When a Misaligned Atomic Stops Every Core on the Socket

A few weeks ago, Chips and Cheese published an investigation into split locks on x86-64, benchmarking the penalty across Intel and AMD microarchitectures. The numbers are significant enough to be worth understanding from first principles, because the mechanism behind them reveals something fundamental about how cache coherency actually works.

The Cache Line Boundary Problem

Every x86-64 CPU uses 64-byte cache lines. When you issue a LOCK-prefixed instruction on an aligned address, the CPU handles atomicity entirely within the cache hierarchy: it acquires exclusive ownership of the relevant cache line (transitioning it to the Modified state in MESI terms), performs the read-modify-write, and the whole operation never touches the external memory bus. That’s why aligned atomics on modern hardware are relatively cheap, typically in the 10-20 nanosecond range under no contention.

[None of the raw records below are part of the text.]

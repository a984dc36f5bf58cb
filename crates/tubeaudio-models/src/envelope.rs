//! Queue envelope decoding.
//!
//! A work item body is a JSON wrapper whose `Message` field holds a video URL.
//! The identifier lives in the `v` query parameter of that URL:
//!
//! ```text
//! {"Message": "https://www.youtube.com/watch?v=abc123"}  ->  abc123
//! ```

use serde::Deserialize;
use thiserror::Error;
use url::{ParseError, Url};

use crate::video::VideoId;

/// Query parameter carrying the video identifier.
pub const VIDEO_ID_PARAM: &str = "v";

/// Base that scheme-less and relative message URLs are resolved against.
/// Only the query string is read, so the host never matters.
const RELATIVE_BASE: &str = "http://localhost/";

/// Result type for envelope decoding.
pub type DecodeResult<T> = Result<T, DecodeError>;

/// Reasons a queue message body cannot be turned into a [`VideoId`].
#[derive(Debug, Clone, PartialEq, Eq, Error)]
pub enum DecodeError {
    #[error("Malformed envelope: {0}")]
    MalformedEnvelope(String),

    #[error("Malformed URL: {0}")]
    MalformedUrl(String),

    #[error("Video identifier not found in URL: {0}")]
    MissingIdentifier(String),
}

impl DecodeError {
    /// Short, stable name of the failure reason for structured logs.
    pub fn reason(&self) -> &'static str {
        match self {
            DecodeError::MalformedEnvelope(_) => "malformed_envelope",
            DecodeError::MalformedUrl(_) => "malformed_url",
            DecodeError::MissingIdentifier(_) => "missing_identifier",
        }
    }
}

/// JSON wrapper around the payload URL.
#[derive(Debug, Clone, Deserialize)]
pub struct Envelope {
    #[serde(rename = "Message", alias = "message")]
    pub message: String,
}

impl Envelope {
    /// Parse an envelope from a raw message body.
    pub fn from_body(body: &str) -> DecodeResult<Self> {
        serde_json::from_str(body).map_err(|e| DecodeError::MalformedEnvelope(e.to_string()))
    }

    /// Extract the video identifier from the wrapped URL.
    ///
    /// Producers often send `youtube.com/watch?v=...` without a scheme, so
    /// relative input is accepted and resolved against a fixed base.
    pub fn video_id(&self) -> DecodeResult<VideoId> {
        let url = parse_lenient(self.message.trim())
            .map_err(|e| DecodeError::MalformedUrl(format!("{}: {}", self.message, e)))?;

        // First occurrence wins when the parameter repeats
        url.query_pairs()
            .find(|(key, _)| key == VIDEO_ID_PARAM)
            .and_then(|(_, value)| VideoId::parse(value.into_owned()))
            .ok_or_else(|| DecodeError::MissingIdentifier(self.message.clone()))
    }
}

fn parse_lenient(input: &str) -> Result<Url, ParseError> {
    match Url::parse(input) {
        Err(ParseError::RelativeUrlWithoutBase) => {
            let base = Url::parse(RELATIVE_BASE)?;
            Url::options().base_url(Some(&base)).parse(input)
        }
        result => result,
    }
}

/// Decode a raw queue message body into a video identifier.
///
/// Pure: no I/O, no side effects. JSON is validated before any URL parsing.
pub fn decode_video_id(body: &str) -> DecodeResult<VideoId> {
    Envelope::from_body(body)?.video_id()
}

#[cfg(test)]
mod tests {
    use super::*;

    #[test]
    fn test_decode_watch_url() {
        let id = decode_video_id(r#"{"Message":"https://youtu.be/watch?v=abc123"}"#).unwrap();
        assert_eq!(id.as_str(), "abc123");
    }

    #[test]
    fn test_decode_with_extra_params() {
        let bodies = [
            r#"{"Message":"https://www.youtube.com/watch?list=PL1&v=xyz&t=42s"}"#,
            r#"{"Message":"https://www.youtube.com/watch?v=xyz#comments"}"#,
            r#"{"Message":"  https://m.youtube.com/watch?feature=share&v=xyz  "}"#,
        ];
        for body in bodies {
            assert_eq!(decode_video_id(body).unwrap().as_str(), "xyz", "{}", body);
        }
    }

    #[test]
    fn test_decode_percent_encoded_value() {
        let id = decode_video_id(r#"{"Message":"https://host/watch?v=a%2Db"}"#).unwrap();
        assert_eq!(id.as_str(), "a-b");
    }

    #[test]
    fn test_first_value_wins() {
        let id = decode_video_id(r#"{"Message":"https://host/watch?v=first&v=second"}"#).unwrap();
        assert_eq!(id.as_str(), "first");
    }

    #[test]
    fn test_lowercase_field_name_accepted() {
        let id = decode_video_id(r#"{"message":"https://host/watch?v=abc"}"#).unwrap();
        assert_eq!(id.as_str(), "abc");
    }

    #[test]
    fn test_missing_identifier() {
        let err = decode_video_id(r#"{"Message":"https://youtu.be/watch"}"#).unwrap_err();
        assert!(matches!(err, DecodeError::MissingIdentifier(_)));
        assert_eq!(err.reason(), "missing_identifier");
    }

    #[test]
    fn test_empty_identifier_is_missing() {
        let err = decode_video_id(r#"{"Message":"https://youtu.be/watch?v="}"#).unwrap_err();
        assert!(matches!(err, DecodeError::MissingIdentifier(_)));
    }

    #[test]
    fn test_malformed_json_before_url_parsing() {
        // The URL inside would also be invalid; JSON must fail first.
        for body in ["", "not json", r#"{"Message": "::::""#, r#"{"Other":"x"}"#, "[]"] {
            let err = decode_video_id(body).unwrap_err();
            assert!(matches!(err, DecodeError::MalformedEnvelope(_)), "{}", body);
        }
    }

    #[test]
    fn test_scheme_less_and_relative_urls() {
        let bodies = [
            r#"{"Message":"youtube.com/watch?v=abc"}"#,
            r#"{"Message":"www.youtube.com/watch?v=abc"}"#,
            r#"{"Message":"/watch?v=abc"}"#,
            r#"{"Message":"watch?v=abc"}"#,
            r#"{"Message":"?v=abc"}"#,
        ];
        for body in bodies {
            assert_eq!(decode_video_id(body).unwrap().as_str(), "abc", "{}", body);
        }
    }

    #[test]
    fn test_relative_url_without_identifier() {
        let err = decode_video_id(r#"{"Message":"youtube.com/watch"}"#).unwrap_err();
        assert!(matches!(err, DecodeError::MissingIdentifier(_)));
    }

    #[test]
    fn test_malformed_url() {
        for body in [r#"{"Message":"http://[::1"}"#, r#"{"Message":"https://:80/watch?v=abc"}"#] {
            let err = decode_video_id(body).unwrap_err();
            assert!(matches!(err, DecodeError::MalformedUrl(_)), "{}", body);
        }
    }
}
//! # The Ember Block Compiler
//!
//! Transforms the editor's block tree into one compilable C source unit.
//!
//! ## Generation Pipeline
//!
//! 1. **Validation**: reject malformed tree shapes before any emission runs
//! 2. **Walk**: drive each top-level chain through the registered emission
//!    functions, which write includes, globals, startup statements, helpers
//!    and task regions into the shared aggregation tables as they go
//! 3. **Assembly**: order the tables and the walked statement text into the
//!    final source unit
//!
//! Generation is best-effort by design: a missing precondition degrades to
//! an inline diagnostic comment at the point of failure and the pass keeps
//! going. Only malformed tree shapes - unknown ids, unregistered type tags,
//! cyclic chains - abort a pass.

use std::fmt;
use tracing::info;

use crate::graph::Program;

pub mod code_generator;
pub mod context;
pub mod placement;
pub mod registry;
pub mod sections;
pub mod symbols;
pub mod validation;
pub mod value_resolver;

#[cfg(test)]
mod tests;

pub use code_generator::{indent_lines, Assembler};
pub use context::{Diagnostic, Emission, Emitter, Fragment, Precedence};
pub use placement::{Placement, NAME_FIELD};
pub use registry::{BlockKind, BlockRegistry, BlockSpec, EmitFn, BLOCK_REGISTRY};
pub use symbols::{sanitize_identifier, SymbolTable, VarType};

/// A fatal generation failure. Everything else degrades inline.
#[derive(Debug, Clone, PartialEq, Eq)]
pub enum CompileError {
    EmptyProgram,
    /// A link references a block id that is not in the program.
    UnknownBlock { id: String },
    /// No emission function is registered for a block's type tag.
    UnknownBlockType { id: String, block_type: String },
    /// A `next` or parent chain loops back on itself.
    CyclicChain { id: String },
    /// A statement fragment surfaced in value position, or the reverse.
    KindMismatch { id: String, expected: &'static str },
    /// Two emitters keyed different content under the same table key.
    SectionConflict { table: String, key: String },
}

impl fmt::Display for CompileError {
    fn fmt(&self, f: &mut fmt::Formatter<'_>) -> fmt::Result {
        match self {
            CompileError::EmptyProgram => write!(f, "program has no blocks"),
            CompileError::UnknownBlock { id } => {
                write!(f, "reference to unknown block '{id}'")
            }
            CompileError::UnknownBlockType { id, block_type } => {
                write!(f, "block '{id}' has unregistered type '{block_type}'")
            }
            CompileError::CyclicChain { id } => {
                write!(f, "cyclic chain through block '{id}'")
            }
            CompileError::KindMismatch { id, expected } => {
                write!(f, "block '{id}' did not produce {expected} output")
            }
            CompileError::SectionConflict { table, key } => {
                write!(
                    f,
                    "conflicting fragments for key '{key}' in the {table} table"
                )
            }
        }
    }
}

impl std::error::Error for CompileError {}

/// The result of a completed generation pass.
#[derive(Debug, Clone)]
pub struct Generated {
    /// The assembled source unit, ready for the remote compile service.
    pub source: String,
    /// Every degraded fragment embedded in `source`, in emission order.
    pub diagnostics: Vec<Diagnostic>,
}

/// Run one full generation pass over a program.
pub fn compile_program(
    program: &Program,
    registry: &BlockRegistry,
) -> Result<Generated, CompileError> {
    info!(program = %program.metadata.name, blocks = program.blocks.len(), "starting generation pass");

    validation::validate_program(program)?;

    let mut emitter = Emitter::new(program, registry);
    let mut body = String::new();
    for root in &program.roots {
        body.push_str(&emitter.walk(root)?);
    }

    let (sections, symbols, diagnostics) = emitter.into_parts();
    let source = Assembler::new(&sections, &symbols).assemble(&body, &program.metadata.name);

    info!(
        bytes = source.len(),
        degraded = diagnostics.len(),
        "generation pass complete"
    );
    Ok(Generated {
        source,
        diagnostics,
    })
}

The problem appears when the target address straddles a cache line boundary. A 4-byte LOCK XADD at offset 62 within a cache line needs bytes from two different cache lines. MESI cannot atomically lock two cache lines at once; the coherency protocol is fundamentally per-line. There is no “lock two lines” transaction in any standard coherency implementation.

So the CPU falls back to the bus lock: it asserts the LOCK# signal on the external interconnect, holds it for the duration of the read-modify-write across both lines, and releases it only after both writes complete. On modern Intel ring-bus or mesh designs, this serializes the entire uncore fabric. Every other core waiting on a memory operation has to wait out your bus lock.

The condition for triggering a split lock is straightforward:

(address % 64) + operand_size > 64

For a 4-byte atomic, that means any address at offset 61, 62, or 63 within a cache line. For an 8-byte atomic, it’s offsets 57 through 63. For CMPXCHG16B, it’s offsets 49 through 63.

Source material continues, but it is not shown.